WHAT YOU HAVE TO DO ▸ Among the entries below, only the lines starting at the one with "filename crates/canopy-hash/src/hasher.rs" and ending at the one with "let normalized = Self::normalize(data);", both included, are to be printed exactly.
RECORDS FOR THE TASK START
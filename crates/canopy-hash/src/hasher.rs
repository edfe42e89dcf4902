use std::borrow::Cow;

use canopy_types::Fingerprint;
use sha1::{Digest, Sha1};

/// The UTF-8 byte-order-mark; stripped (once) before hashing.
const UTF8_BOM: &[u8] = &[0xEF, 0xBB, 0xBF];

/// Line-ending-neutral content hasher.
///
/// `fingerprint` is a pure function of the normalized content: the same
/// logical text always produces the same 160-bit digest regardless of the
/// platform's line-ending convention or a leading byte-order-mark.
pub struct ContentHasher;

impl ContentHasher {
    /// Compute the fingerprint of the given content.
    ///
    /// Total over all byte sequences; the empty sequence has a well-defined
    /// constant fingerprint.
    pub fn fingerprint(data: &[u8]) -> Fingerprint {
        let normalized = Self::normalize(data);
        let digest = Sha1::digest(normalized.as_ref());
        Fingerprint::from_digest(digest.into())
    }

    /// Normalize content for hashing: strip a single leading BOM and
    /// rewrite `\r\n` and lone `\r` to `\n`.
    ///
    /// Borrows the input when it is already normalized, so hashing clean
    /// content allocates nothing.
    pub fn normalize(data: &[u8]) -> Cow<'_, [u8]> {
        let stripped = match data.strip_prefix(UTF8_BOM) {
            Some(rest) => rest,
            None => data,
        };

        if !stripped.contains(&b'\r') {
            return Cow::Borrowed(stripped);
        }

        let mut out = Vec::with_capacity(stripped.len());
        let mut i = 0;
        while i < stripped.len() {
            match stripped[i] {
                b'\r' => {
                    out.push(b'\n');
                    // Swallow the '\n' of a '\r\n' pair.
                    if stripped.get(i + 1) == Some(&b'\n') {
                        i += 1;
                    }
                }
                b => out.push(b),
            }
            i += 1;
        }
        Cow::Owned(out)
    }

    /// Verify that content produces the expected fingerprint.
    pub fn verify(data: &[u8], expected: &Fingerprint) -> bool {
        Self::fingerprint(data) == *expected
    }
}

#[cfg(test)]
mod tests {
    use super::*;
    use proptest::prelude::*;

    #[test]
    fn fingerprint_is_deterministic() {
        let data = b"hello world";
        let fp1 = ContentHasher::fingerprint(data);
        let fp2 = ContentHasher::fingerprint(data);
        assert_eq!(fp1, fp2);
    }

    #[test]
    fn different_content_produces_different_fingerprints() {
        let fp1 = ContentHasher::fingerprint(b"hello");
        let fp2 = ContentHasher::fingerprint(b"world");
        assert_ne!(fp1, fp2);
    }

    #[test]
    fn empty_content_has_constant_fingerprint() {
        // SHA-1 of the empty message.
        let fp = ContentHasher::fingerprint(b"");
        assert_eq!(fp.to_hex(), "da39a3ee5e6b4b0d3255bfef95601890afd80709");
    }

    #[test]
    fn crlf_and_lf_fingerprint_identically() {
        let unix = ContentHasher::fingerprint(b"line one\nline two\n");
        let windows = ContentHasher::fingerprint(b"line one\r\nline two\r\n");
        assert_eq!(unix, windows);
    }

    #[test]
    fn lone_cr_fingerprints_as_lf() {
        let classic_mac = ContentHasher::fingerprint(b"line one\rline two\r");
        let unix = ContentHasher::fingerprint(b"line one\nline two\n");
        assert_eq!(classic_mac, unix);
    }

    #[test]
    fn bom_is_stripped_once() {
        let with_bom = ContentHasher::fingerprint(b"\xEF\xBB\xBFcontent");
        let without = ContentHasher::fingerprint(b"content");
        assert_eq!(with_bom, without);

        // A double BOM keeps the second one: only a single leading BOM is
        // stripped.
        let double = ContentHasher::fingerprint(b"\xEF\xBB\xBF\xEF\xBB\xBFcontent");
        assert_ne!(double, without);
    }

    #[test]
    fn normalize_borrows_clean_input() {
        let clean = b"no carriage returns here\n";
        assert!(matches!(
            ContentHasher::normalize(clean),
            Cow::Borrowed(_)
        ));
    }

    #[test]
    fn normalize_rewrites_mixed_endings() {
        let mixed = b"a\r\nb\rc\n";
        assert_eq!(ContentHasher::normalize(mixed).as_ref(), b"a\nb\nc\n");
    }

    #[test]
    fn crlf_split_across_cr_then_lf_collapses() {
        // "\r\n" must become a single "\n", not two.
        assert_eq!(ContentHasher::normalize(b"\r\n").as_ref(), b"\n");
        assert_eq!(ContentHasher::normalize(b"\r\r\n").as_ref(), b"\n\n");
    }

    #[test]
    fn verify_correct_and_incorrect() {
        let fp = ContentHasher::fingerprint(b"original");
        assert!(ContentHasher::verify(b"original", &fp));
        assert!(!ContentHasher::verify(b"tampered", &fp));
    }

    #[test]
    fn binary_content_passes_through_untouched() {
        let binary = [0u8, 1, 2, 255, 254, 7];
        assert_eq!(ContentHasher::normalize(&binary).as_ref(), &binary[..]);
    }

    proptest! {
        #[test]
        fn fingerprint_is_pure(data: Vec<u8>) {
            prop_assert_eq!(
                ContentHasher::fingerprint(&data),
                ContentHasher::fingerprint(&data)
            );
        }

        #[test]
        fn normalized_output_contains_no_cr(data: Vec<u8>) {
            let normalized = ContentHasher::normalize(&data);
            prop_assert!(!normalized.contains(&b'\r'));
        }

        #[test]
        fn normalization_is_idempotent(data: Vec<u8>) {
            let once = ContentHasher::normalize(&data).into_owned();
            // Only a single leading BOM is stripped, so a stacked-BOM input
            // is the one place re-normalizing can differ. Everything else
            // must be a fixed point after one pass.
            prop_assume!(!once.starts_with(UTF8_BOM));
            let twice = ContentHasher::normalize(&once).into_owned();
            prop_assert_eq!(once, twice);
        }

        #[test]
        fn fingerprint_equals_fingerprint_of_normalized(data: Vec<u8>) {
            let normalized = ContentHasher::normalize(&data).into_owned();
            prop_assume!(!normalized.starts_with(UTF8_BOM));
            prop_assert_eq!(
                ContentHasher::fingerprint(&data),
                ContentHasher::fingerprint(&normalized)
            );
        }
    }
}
RECORDS FOR THE TASK END
RECORDS FOR THE TASK START
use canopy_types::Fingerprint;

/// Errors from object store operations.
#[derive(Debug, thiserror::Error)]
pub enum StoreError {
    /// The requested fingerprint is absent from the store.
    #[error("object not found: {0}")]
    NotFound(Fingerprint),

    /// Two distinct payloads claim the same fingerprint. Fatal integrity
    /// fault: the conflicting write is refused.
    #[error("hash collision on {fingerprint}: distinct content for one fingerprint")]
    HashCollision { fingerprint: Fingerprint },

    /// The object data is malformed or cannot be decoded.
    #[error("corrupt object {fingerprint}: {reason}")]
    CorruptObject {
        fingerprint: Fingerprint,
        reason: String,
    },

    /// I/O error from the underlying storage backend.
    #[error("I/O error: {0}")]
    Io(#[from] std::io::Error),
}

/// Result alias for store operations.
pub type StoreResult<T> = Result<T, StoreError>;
RECORDS FOR THE TASK END
RECORDS FOR THE TASK START
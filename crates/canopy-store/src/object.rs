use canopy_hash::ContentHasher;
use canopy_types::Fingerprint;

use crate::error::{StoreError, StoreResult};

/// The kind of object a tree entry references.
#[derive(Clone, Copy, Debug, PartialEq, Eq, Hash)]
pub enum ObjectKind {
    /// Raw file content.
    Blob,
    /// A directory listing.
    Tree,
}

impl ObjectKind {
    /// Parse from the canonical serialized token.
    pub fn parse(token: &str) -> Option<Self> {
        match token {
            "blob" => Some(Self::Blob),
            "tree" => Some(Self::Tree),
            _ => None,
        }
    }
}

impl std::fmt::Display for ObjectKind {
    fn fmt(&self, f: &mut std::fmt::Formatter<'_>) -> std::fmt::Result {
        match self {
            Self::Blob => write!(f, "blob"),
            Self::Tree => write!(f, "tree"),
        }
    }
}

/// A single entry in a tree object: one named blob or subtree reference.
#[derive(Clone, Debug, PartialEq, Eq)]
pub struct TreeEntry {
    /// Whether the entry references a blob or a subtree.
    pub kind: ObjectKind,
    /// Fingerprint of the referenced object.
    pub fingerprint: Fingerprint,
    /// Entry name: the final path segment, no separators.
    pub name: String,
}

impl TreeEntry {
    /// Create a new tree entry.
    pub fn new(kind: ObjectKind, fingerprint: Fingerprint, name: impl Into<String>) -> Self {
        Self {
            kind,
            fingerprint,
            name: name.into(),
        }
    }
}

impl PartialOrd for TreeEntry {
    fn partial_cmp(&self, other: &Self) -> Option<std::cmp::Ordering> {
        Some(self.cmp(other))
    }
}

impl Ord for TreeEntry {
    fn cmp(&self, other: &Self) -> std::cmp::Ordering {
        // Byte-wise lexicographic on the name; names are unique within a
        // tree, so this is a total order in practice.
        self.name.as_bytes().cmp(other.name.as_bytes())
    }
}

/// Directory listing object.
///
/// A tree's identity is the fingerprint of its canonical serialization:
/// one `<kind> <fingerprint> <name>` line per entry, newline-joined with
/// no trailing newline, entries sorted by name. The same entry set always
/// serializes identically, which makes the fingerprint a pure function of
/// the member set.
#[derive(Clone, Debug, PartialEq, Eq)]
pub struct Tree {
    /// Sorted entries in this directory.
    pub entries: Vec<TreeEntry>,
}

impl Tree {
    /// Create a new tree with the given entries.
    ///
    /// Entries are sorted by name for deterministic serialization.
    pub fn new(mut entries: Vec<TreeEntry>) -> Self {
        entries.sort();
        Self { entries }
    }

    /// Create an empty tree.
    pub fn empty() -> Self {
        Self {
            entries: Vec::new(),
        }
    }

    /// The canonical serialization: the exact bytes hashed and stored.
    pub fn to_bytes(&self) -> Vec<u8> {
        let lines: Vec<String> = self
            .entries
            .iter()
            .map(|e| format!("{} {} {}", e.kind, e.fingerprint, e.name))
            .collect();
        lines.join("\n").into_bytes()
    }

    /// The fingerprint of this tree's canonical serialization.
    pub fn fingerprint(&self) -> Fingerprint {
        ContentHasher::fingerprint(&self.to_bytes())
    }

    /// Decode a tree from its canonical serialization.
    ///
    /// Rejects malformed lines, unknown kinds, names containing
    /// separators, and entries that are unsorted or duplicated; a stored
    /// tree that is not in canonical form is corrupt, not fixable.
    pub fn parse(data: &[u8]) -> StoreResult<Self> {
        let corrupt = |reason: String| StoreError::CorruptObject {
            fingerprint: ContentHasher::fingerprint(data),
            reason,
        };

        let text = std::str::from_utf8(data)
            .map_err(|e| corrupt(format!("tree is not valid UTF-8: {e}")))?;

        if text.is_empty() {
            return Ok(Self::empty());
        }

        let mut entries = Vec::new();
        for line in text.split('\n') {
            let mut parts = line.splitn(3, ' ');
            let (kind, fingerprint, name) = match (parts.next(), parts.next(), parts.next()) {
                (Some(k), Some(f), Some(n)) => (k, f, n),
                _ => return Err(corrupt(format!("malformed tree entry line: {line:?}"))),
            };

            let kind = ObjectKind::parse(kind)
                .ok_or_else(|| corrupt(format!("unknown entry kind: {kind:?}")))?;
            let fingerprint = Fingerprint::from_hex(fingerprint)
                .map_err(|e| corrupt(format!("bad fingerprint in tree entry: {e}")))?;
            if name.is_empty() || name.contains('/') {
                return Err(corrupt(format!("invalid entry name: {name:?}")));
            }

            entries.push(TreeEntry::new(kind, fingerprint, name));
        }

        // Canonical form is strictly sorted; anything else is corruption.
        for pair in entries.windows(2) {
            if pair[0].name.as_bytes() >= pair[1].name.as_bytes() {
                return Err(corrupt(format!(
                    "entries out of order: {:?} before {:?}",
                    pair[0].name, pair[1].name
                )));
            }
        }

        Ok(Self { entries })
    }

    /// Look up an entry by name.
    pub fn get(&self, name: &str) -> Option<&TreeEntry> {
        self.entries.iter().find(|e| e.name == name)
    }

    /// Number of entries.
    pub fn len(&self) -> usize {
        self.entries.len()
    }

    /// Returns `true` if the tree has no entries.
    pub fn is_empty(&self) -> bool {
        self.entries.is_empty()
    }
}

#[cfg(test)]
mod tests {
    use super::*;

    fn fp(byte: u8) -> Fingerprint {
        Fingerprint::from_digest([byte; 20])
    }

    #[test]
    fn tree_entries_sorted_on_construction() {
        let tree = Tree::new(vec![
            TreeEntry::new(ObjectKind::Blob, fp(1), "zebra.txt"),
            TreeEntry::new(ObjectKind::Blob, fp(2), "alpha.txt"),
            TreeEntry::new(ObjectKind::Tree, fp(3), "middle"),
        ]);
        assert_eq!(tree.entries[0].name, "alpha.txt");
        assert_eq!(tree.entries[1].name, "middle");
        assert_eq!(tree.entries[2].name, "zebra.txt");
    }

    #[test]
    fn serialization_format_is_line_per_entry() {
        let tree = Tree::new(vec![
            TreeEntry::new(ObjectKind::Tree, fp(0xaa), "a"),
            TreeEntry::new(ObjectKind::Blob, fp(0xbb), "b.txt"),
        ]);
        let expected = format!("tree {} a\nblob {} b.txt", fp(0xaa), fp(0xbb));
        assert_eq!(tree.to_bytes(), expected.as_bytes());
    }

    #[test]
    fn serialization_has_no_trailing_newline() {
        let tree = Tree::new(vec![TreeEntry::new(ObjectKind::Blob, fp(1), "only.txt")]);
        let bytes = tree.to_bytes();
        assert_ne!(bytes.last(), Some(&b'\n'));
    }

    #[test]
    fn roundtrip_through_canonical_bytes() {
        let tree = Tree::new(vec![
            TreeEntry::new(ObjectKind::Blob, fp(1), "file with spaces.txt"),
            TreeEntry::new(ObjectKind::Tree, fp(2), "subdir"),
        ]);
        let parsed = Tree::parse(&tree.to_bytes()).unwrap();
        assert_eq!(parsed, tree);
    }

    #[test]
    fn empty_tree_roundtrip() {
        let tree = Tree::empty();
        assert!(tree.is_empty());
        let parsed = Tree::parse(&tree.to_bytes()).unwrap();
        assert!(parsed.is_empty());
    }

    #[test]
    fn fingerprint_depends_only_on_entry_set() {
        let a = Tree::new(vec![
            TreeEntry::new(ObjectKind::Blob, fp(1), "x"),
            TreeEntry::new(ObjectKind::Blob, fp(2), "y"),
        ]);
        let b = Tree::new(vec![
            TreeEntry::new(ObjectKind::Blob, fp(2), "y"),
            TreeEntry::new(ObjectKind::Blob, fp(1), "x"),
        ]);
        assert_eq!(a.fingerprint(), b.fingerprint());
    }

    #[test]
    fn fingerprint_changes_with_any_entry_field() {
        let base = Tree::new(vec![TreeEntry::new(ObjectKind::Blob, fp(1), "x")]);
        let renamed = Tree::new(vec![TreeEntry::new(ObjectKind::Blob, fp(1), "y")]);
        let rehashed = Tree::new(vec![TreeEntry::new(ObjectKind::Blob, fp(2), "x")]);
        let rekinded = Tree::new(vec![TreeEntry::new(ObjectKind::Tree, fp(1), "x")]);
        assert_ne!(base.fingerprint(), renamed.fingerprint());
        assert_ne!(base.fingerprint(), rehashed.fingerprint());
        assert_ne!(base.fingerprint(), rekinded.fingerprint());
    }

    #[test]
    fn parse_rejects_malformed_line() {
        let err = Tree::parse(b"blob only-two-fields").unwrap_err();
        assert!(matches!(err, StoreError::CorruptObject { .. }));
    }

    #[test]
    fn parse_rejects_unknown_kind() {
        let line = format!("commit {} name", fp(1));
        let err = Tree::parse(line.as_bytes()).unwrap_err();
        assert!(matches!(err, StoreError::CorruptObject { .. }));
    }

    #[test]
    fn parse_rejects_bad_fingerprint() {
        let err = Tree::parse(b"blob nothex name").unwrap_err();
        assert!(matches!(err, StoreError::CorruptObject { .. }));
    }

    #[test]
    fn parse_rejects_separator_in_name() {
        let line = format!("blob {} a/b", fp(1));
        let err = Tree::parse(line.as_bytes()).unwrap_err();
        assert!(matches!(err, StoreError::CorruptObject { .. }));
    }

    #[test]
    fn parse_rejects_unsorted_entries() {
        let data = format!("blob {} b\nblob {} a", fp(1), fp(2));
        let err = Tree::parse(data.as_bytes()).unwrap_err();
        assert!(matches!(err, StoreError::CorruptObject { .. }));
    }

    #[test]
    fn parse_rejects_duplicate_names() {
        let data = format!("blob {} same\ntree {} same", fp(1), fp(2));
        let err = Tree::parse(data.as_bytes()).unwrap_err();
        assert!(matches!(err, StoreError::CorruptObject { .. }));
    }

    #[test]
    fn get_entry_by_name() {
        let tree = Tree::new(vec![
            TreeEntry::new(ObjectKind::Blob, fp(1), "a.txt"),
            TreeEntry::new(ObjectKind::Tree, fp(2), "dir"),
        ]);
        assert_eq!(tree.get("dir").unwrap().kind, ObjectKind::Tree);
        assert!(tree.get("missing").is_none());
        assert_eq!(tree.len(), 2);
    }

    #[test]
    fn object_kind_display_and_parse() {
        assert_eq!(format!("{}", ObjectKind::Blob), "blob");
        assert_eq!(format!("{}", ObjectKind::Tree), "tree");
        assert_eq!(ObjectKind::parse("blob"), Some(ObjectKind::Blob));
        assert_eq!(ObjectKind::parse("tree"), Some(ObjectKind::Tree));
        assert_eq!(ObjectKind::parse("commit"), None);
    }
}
RECORDS FOR THE TASK END
OUTPUT BELOW ▸
filename crates/canopy-hash/src/hasher.rs
repository edfe42e89dcf4902
use std::borrow::Cow;

use canopy_types::Fingerprint;
use sha1::{Digest, Sha1};

/// The UTF-8 byte-order-mark; stripped (once) before hashing.
const UTF8_BOM: &[u8] = &[0xEF, 0xBB, 0xBF];

/// Line-ending-neutral content hasher.
///
/// `fingerprint` is a pure function of the normalized content: the same
/// logical text always produces the same 160-bit digest regardless of the
/// platform's line-ending convention or a leading byte-order-mark.
pub struct ContentHasher;

impl ContentHasher {
    /// Compute the fingerprint of the given content.
    ///
    /// Total over all byte sequences; the empty sequence has a well-defined
    /// constant fingerprint.
    pub fn fingerprint(data: &[u8]) -> Fingerprint {
        let normalized = Self::normalize(data);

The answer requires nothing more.